*TASK ITEM:* Check each line of the data for "filename", and copy the ones that have it.

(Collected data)
● ● ● ● ● ● ●

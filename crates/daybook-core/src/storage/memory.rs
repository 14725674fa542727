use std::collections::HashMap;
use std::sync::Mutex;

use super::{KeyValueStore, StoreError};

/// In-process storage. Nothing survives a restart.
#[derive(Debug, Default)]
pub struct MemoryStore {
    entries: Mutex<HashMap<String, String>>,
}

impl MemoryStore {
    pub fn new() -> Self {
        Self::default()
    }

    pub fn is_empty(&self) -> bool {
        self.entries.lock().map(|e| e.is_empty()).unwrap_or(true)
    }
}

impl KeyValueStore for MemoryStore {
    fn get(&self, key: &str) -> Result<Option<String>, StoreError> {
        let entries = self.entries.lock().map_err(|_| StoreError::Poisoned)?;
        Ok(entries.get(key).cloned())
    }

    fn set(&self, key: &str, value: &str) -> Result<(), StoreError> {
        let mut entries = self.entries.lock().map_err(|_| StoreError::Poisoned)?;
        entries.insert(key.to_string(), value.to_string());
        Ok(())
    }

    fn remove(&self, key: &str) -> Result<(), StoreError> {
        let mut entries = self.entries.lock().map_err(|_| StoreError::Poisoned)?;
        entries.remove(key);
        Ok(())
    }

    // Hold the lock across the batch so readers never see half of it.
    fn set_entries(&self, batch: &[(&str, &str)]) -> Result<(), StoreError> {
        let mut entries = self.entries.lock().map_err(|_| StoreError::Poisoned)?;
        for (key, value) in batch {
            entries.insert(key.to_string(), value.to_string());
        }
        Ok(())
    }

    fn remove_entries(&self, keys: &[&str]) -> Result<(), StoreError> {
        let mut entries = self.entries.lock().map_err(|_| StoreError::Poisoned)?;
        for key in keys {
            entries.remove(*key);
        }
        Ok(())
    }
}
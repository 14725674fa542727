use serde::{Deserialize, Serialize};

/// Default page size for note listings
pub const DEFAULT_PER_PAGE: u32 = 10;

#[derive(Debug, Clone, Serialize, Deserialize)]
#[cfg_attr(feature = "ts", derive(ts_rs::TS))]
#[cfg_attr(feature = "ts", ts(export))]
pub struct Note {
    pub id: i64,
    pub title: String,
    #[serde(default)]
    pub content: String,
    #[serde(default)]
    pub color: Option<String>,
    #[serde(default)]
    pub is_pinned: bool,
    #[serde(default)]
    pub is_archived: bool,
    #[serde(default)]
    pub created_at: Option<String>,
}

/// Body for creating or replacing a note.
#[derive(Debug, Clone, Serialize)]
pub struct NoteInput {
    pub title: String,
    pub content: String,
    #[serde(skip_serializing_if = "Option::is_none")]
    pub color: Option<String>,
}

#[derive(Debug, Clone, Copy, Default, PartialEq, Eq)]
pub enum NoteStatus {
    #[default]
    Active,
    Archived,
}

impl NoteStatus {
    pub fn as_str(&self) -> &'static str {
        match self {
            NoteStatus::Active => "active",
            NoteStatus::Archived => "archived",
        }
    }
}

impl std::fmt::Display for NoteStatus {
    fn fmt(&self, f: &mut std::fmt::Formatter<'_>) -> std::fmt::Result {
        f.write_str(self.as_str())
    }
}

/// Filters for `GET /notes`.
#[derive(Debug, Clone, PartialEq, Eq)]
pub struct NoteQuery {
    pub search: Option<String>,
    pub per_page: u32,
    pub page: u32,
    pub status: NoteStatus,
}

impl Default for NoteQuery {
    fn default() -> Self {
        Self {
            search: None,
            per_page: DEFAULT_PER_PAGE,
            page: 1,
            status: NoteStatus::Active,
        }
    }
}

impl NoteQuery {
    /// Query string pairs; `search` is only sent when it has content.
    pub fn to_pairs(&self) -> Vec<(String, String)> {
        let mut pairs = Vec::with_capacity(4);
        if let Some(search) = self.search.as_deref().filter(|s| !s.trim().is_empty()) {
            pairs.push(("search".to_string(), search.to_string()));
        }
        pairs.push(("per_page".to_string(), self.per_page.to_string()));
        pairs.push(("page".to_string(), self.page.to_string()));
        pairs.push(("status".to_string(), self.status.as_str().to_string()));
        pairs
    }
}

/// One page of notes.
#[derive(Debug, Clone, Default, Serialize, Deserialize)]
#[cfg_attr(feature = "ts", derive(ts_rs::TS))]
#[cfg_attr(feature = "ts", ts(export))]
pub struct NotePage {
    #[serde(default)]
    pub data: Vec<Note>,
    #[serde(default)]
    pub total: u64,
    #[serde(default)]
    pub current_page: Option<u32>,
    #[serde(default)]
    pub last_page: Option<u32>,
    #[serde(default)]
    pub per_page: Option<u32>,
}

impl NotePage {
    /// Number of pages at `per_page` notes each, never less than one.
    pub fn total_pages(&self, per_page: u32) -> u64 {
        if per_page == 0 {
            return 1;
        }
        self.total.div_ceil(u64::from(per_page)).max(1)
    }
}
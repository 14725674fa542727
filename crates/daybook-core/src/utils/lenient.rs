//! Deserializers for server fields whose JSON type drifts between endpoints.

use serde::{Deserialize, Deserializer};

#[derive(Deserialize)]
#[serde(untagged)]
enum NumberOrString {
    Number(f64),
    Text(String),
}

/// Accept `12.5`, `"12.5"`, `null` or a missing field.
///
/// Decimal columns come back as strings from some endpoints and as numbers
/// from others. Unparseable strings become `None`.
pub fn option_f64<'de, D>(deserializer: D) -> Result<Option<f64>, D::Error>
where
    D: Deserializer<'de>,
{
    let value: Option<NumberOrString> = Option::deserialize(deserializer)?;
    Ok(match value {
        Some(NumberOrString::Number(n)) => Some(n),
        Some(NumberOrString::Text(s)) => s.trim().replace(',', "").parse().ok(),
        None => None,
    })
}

● ● ● ● ● ● ●

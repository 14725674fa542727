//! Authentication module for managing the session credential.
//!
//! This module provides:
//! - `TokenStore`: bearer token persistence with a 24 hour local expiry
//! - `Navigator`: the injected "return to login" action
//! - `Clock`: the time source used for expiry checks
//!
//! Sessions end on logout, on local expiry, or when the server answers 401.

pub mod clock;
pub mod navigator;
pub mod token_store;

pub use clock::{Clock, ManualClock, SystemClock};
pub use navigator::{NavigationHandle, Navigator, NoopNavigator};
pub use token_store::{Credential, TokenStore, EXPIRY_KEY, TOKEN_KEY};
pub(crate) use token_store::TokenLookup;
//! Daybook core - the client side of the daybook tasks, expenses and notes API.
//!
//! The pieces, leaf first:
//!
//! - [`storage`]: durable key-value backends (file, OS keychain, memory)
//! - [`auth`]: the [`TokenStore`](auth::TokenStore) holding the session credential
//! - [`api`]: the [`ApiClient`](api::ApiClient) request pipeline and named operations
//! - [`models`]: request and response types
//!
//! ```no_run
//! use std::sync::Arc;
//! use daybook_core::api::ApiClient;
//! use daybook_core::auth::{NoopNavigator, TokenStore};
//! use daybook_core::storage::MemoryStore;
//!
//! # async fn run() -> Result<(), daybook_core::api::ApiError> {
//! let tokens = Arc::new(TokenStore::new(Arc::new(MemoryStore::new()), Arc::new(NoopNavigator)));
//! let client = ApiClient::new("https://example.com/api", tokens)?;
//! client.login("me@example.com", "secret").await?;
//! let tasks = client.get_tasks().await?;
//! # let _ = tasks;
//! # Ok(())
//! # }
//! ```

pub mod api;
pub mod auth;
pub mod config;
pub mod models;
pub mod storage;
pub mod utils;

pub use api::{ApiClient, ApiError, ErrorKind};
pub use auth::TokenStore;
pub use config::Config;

● ● ● ● ● ● ●

*THE COMPLETED TASK:*
filename crates/daybook-core/src/storage/memory.rs
filename crates/daybook-core/src/utils/lenient.rs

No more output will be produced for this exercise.